The open locket framed two pictures. Evelyn had loved the locket because it didn’t open all the way flat. The pictures remained close like sisters. In one, Kendra wore her favorite green dress. Facing her was Meifing.
Meifing’s hair was darker than Kendra’s, hanging straight, hooked behind her ear. She was two years old in the photo, solemn, staring into the camera. The locket’s vintage glass glazed the pictures with a delicate sheen.
Parker’s mouth opened. His face paled. Of course, he didn’t know she still carried Meifing’s picture.
Naturally, Evelyn had made a copy—yes, Meifing would always belong to her—before returning Meifing’s referral photos and case study to the adoption agency.
That was after Evelyn had tried to reason with Parker.
“Don’t you see,” she said. “It’s too late to change your mind. For me, it’s too late. Let me call the agency back.” When he didn’t answer, she said, “Look at her picture, damn it!” And she stuck Meifing’s photo under his nose. He’d walked away. Now, tonight, Parker was forced, finally, to face the photo in front of people who had made his own adoption a nightmare.
Tears standing in her eyes, Evelyn gave Parker the slightest of nods, a message. Yes, I see how it was for you here. But it wouldn’t have been like that for us, for you and me and Kendra and Meifing.
Parker’s eyes narrowed. He turned his head, leaving her to answer the guests: Who is that other girl?
Judith put down her champagne glass. “Evelyn, do tell.”
Evelyn stiffened, her breath caught. The fingers that curled around the baby carrot dug into her flesh, and sweat dampened the starched white napkin until the poinsettia embroidered in scarlet began to bleed. She should never have worn wool, should have known the house would be overheated, that even one glass of wine—and it might have been more—could upset her.
Stomach churning, Evelyn mumbled “Excuse me” to no one in particular.

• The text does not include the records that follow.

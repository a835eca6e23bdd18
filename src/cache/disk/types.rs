//! Type definitions for disk storage

use serde::{Deserialize, Serialize};

use crate::cache::RequestKey;

/// Metadata for a stored response on disk
#[derive(Debug, Clone, Serialize, Deserialize)]
pub struct EntryMetadata {
    pub key: RequestKey,
    pub status: u16,
    pub headers: Vec<(String, String)>,
    /// Name of the body file inside the generation directory
    pub data_file: String,
    pub size_bytes: u64,
    /// Milliseconds since the Unix epoch
    pub stored_at: u64,
}

/// One generation recorded in the manifest
#[derive(Debug, Clone, Serialize, Deserialize, PartialEq, Eq)]
pub struct GenerationRecord {
    pub id: String,
    /// Directory name under the cache root
    pub dir: String,
    /// Milliseconds since the Unix epoch
    pub created_at: u64,
}

/// Manifest listing every generation, oldest first
#[derive(Debug, Clone, Default, Serialize, Deserialize)]
pub struct GenerationManifest {
    #[serde(default)]
    pub generations: Vec<GenerationRecord>,
}
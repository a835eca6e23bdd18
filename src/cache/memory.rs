//! Memory storage implementation
//!
//! `MemoryCacheStorage` keeps every generation in a process-local map guarded by a
//! `parking_lot::RwLock`. The lock is never held across an await point, so a write
//! replaces an entry as a single step and readers never observe a partial entry.

use async_trait::async_trait;
use parking_lot::RwLock;
use std::collections::HashMap;

use super::entry::{CachedResponse, RequestKey};
use super::error::CacheError;
use super::stats::{CacheStats, CacheStatsTracker};
use super::traits::CacheStorage;
use super::CacheConfig;

struct Generation {
    id: String,
    entries: HashMap<RequestKey, CachedResponse>,
    size_bytes: u64,
}

impl Generation {
    fn new(id: &str) -> Self {
        Self {
            id: id.to_string(),
            entries: HashMap::new(),
            size_bytes: 0,
        }
    }
}

/// In-memory generation-partitioned storage
pub struct MemoryCacheStorage {
    // Creation order: oldest first
    generations: RwLock<Vec<Generation>>,
    stats: CacheStatsTracker,
    max_item_size_bytes: u64,
    quota_bytes: Option<u64>,
}

impl MemoryCacheStorage {
    /// Create a new MemoryCacheStorage from configuration
    pub fn new(config: &CacheConfig) -> Self {
        Self {
            generations: RwLock::new(Vec::new()),
            stats: CacheStatsTracker::new(),
            max_item_size_bytes: config.max_item_size_bytes(),
            quota_bytes: config.quota_bytes(),
        }
    }

    fn insert(
        &self,
        generation: &str,
        key: RequestKey,
        response: CachedResponse,
        create: bool,
    ) -> Result<(), CacheError> {
        let size = response.size_bytes();
        if size as u64 > self.max_item_size_bytes {
            return Err(CacheError::EntryTooLarge {
                size,
                limit: self.max_item_size_bytes as usize,
            });
        }

        let mut generations = self.generations.write();
        let existing = generations.iter().position(|g| g.id == generation);
        if existing.is_none() && !create {
            return Err(CacheError::GenerationMissing(generation.to_string()));
        }

        if let Some(quota) = self.quota_bytes {
            let replaced = existing
                .and_then(|index| generations[index].entries.get(&key))
                .map(|e| e.size_bytes() as u64)
                .unwrap_or(0);
            let used: u64 = generations.iter().map(|g| g.size_bytes).sum();
            let required = used - replaced + size as u64;
            if required > quota {
                return Err(CacheError::QuotaExceeded { required, quota });
            }
        }

        let index = match existing {
            Some(index) => index,
            None => {
                generations.push(Generation::new(generation));
                generations.len() - 1
            }
        };
        let target = &mut generations[index];
        if let Some(previous) = target.entries.insert(key, response) {
            target.size_bytes -= previous.size_bytes() as u64;
        }
        target.size_bytes += size as u64;

        self.stats.increment_stores();
        Ok(())
    }

    /// Total bytes held across all generations
    pub fn total_size_bytes(&self) -> u64 {
        self.generations.read().iter().map(|g| g.size_bytes).sum()
    }
}

impl Default for MemoryCacheStorage {
    fn default() -> Self {
        Self::new(&CacheConfig::default())
    }
}

#[async_trait]
impl CacheStorage for MemoryCacheStorage {
    async fn get(
        &self,
        generation: &str,
        key: &RequestKey,
    ) -> Result<Option<CachedResponse>, CacheError> {
        let generations = self.generations.read();
        let found = generations
            .iter()
            .find(|g| g.id == generation)
            .and_then(|g| g.entries.get(key))
            .cloned();

        if found.is_some() {
            self.stats.increment_hits();
        } else {
            self.stats.increment_misses();
        }
        Ok(found)
    }

    async fn put(
        &self,
        generation: &str,
        key: RequestKey,
        response: CachedResponse,
    ) -> Result<(), CacheError> {
        self.insert(generation, key, response, true)
    }

    async fn put_existing(
        &self,
        generation: &str,
        key: RequestKey,
        response: CachedResponse,
    ) -> Result<(), CacheError> {
        self.insert(generation, key, response, false)
    }

    async fn create_generation(&self, generation: &str) -> Result<bool, CacheError> {
        let mut generations = self.generations.write();
        if generations.iter().any(|g| g.id == generation) {
            return Ok(false);
        }
        generations.push(Generation::new(generation));
        Ok(true)
    }

    async fn delete(&self, generation: &str, key: &RequestKey) -> Result<bool, CacheError> {
        let mut generations = self.generations.write();
        let Some(target) = generations.iter_mut().find(|g| g.id == generation) else {
            return Ok(false);
        };
        match target.entries.remove(key) {
            Some(previous) => {
                target.size_bytes -= previous.size_bytes() as u64;
                Ok(true)
            }
            None => Ok(false),
        }
    }

    async fn keys(&self, generation: &str) -> Result<Vec<RequestKey>, CacheError> {
        let generations = self.generations.read();
        let mut keys: Vec<RequestKey> = generations
            .iter()
            .find(|g| g.id == generation)
            .map(|g| g.entries.keys().cloned().collect())
            .unwrap_or_default();
        keys.sort();
        Ok(keys)
    }

    async fn list_generations(&self) -> Result<Vec<String>, CacheError> {
        Ok(self
            .generations
            .read()
            .iter()
            .map(|g| g.id.clone())
            .collect())
    }

    async fn delete_generation(&self, generation: &str) -> Result<bool, CacheError> {
        let mut generations = self.generations.write();
        let before = generations.len();
        generations.retain(|g| g.id != generation);
        Ok(generations.len() != before)
    }

    async fn stats(&self, generation: &str) -> Result<CacheStats, CacheError> {
        let generations = self.generations.read();
        let (size, count) = generations
            .iter()
            .find(|g| g.id == generation)
            .map(|g| (g.size_bytes, g.entries.len() as u64))
            .unwrap_or((0, 0));
        Ok(self.stats.snapshot(size, count))
    }
}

Judith sat forward. “Evelyn? Dear?”
She must have air. Bolting from the room, Evelyn passed the sofa table holding the silver frames, averted her eyes, tried not to look at the picture of Marta and Logan in San Francisco when they had not bothered to call, reached the door, supported herself with the handle and cracked it open. She closed her eyes.
Behind her Judith said, “Inga, serve the mousse now, please.”

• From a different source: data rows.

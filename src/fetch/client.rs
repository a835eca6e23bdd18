//! Production `Fetcher` backed by reqwest

use async_trait::async_trait;
use std::time::Duration;

use super::{FetchError, FetchRequest, FetchResponse, Fetcher};

// Headers owned by the connection, never forwarded upstream
const SKIPPED_REQUEST_HEADERS: &[&str] = &[
    "host",
    "connection",
    "content-length",
    "transfer-encoding",
    "upgrade",
];

/// Fetches same-origin requests from the content API
pub struct HttpFetcher {
    client: reqwest::Client,
    base_url: String,
}

impl HttpFetcher {
    /// Create a fetcher resolving request paths against `base_url`
    pub fn new(base_url: &str, timeout: Duration) -> Result<Self, FetchError> {
        if !(base_url.starts_with("http://") || base_url.starts_with("https://")) {
            return Err(FetchError::InvalidUrl(base_url.to_string()));
        }
        let client = reqwest::Client::builder()
            .timeout(timeout)
            .build()
            .map_err(|e| FetchError::Network {
                url: base_url.to_string(),
                message: e.to_string(),
            })?;
        Ok(Self {
            client,
            base_url: base_url.trim_end_matches('/').to_string(),
        })
    }

    /// Upstream URL for a request's path and query
    pub fn resolve(&self, request: &FetchRequest) -> String {
        format!("{}{}", self.base_url, request.path_and_query())
    }
}

#[async_trait]
impl Fetcher for HttpFetcher {
    async fn fetch(&self, request: &FetchRequest) -> Result<FetchResponse, FetchError> {
        let url = self.resolve(request);
        let method = reqwest::Method::from_bytes(request.method.as_str().as_bytes())
            .map_err(|_| FetchError::InvalidUrl(format!("{} {}", request.method, url)))?;

        let mut builder = self.client.request(method, &url);
        for (name, value) in &request.headers {
            if SKIPPED_REQUEST_HEADERS
                .iter()
                .any(|skipped| name.eq_ignore_ascii_case(skipped))
            {
                continue;
            }
            builder = builder.header(name.as_str(), value.as_str());
        }

        let started = std::time::Instant::now();
        let response = builder.send().await.map_err(|e| map_error(&url, e))?;

        let status = response.status().as_u16();
        let headers = response
            .headers()
            .iter()
            .filter_map(|(name, value)| {
                value
                    .to_str()
                    .ok()
                    .map(|v| (name.as_str().to_string(), v.to_string()))
            })
            .collect();
        let body = response.bytes().await.map_err(|e| map_error(&url, e))?;

        tracing::debug!(
            url = %url,
            status = status,
            body_bytes = body.len(),
            duration_ms = started.elapsed().as_millis() as u64,
            "Upstream fetch completed"
        );

        Ok(FetchResponse {
            status,
            headers,
            body,
        })
    }
}

fn map_error(url: &str, err: reqwest::Error) -> FetchError {
    if err.is_timeout() {
        FetchError::Timeout {
            url: url.to_string(),
        }
    } else {
        FetchError::Network {
            url: url.to_string(),
            message: err.to_string(),
        }
    }
}
//! In-memory `Fetcher` for tests and local demos
//!
//! Routes are keyed by path and query. Unknown routes answer 404. Switching the
//! fetcher offline makes every call fail with `FetchError::Network`.

use async_trait::async_trait;
use bytes::Bytes;
use parking_lot::RwLock;
use std::collections::HashMap;
use std::sync::atomic::{AtomicBool, Ordering};

use super::{FetchError, FetchRequest, FetchResponse, Fetcher};

#[derive(Debug, Clone)]
enum MockRoute {
    Respond(FetchResponse),
    Fail,
}

/// Scriptable fake network with per-path call counting
#[derive(Debug)]
pub struct MockFetcher {
    routes: RwLock<HashMap<String, MockRoute>>,
    calls: RwLock<HashMap<String, usize>>,
    online: AtomicBool,
}

impl Default for MockFetcher {
    fn default() -> Self {
        Self::new()
    }
}

impl MockFetcher {
    /// Online fetcher with no routes
    pub fn new() -> Self {
        Self {
            routes: RwLock::new(HashMap::new()),
            calls: RwLock::new(HashMap::new()),
            online: AtomicBool::new(true),
        }
    }

    /// Answer `path` with a 200 and the given content type and body
    pub fn with_route(self, path: &str, content_type: &str, body: impl Into<Bytes>) -> Self {
        self.set_route(path, content_type, body);
        self
    }

    /// Answer `path` with a 200, replacing any previous route
    pub fn set_route(&self, path: &str, content_type: &str, body: impl Into<Bytes>) {
        let response = FetchResponse::new(
            200,
            vec![("content-type".to_string(), content_type.to_string())],
            body,
        );
        self.set_response(path, response);
    }

    /// Answer `path` with an arbitrary response
    pub fn set_response(&self, path: &str, response: FetchResponse) {
        self.routes
            .write()
            .insert(path.to_string(), MockRoute::Respond(response));
    }

    /// Make `path` fail with a network error even while online
    pub fn fail_route(&self, path: &str) {
        self.routes.write().insert(path.to_string(), MockRoute::Fail);
    }

    pub fn set_online(&self, online: bool) {
        self.online.store(online, Ordering::SeqCst);
    }

    pub fn is_online(&self) -> bool {
        self.online.load(Ordering::SeqCst)
    }

    /// Number of fetches issued for `path` (including failed ones)
    pub fn call_count(&self, path: &str) -> usize {
        self.calls.read().get(path).copied().unwrap_or(0)
    }

    /// Number of fetches issued for any path
    pub fn total_calls(&self) -> usize {
        self.calls.read().values().sum()
    }

    pub fn reset_calls(&self) {
        self.calls.write().clear();
    }
}

#[async_trait]
impl Fetcher for MockFetcher {
    async fn fetch(&self, request: &FetchRequest) -> Result<FetchResponse, FetchError> {
        let path = request.path_and_query().to_string();
        *self.calls.write().entry(path.clone()).or_insert(0) += 1;

        if !self.is_online() {
            return Err(FetchError::Network {
                url: path,
                message: "offline".to_string(),
            });
        }

        let route = self.routes.read().get(&path).cloned();
        match route {
            Some(MockRoute::Respond(response)) => Ok(response),
            Some(MockRoute::Fail) => Err(FetchError::Network {
                url: path,
                message: "connection reset".to_string(),
            }),
            None => Ok(FetchResponse::new(404, vec![], Bytes::from_static(b"Not Found"))),
        }
    }
}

Turning her sweat-drenched back to the cold air, Evelyn opened her eyes. That was when she spied the nativity scene. She closed the door and crossed the living room and stood in front of it. After a moment, she reached in and removed the baby figurine. With the square of flannel that had encircled the porcelain infant, she swaddled the baby carrot that was still in her palm and laid it in the manger.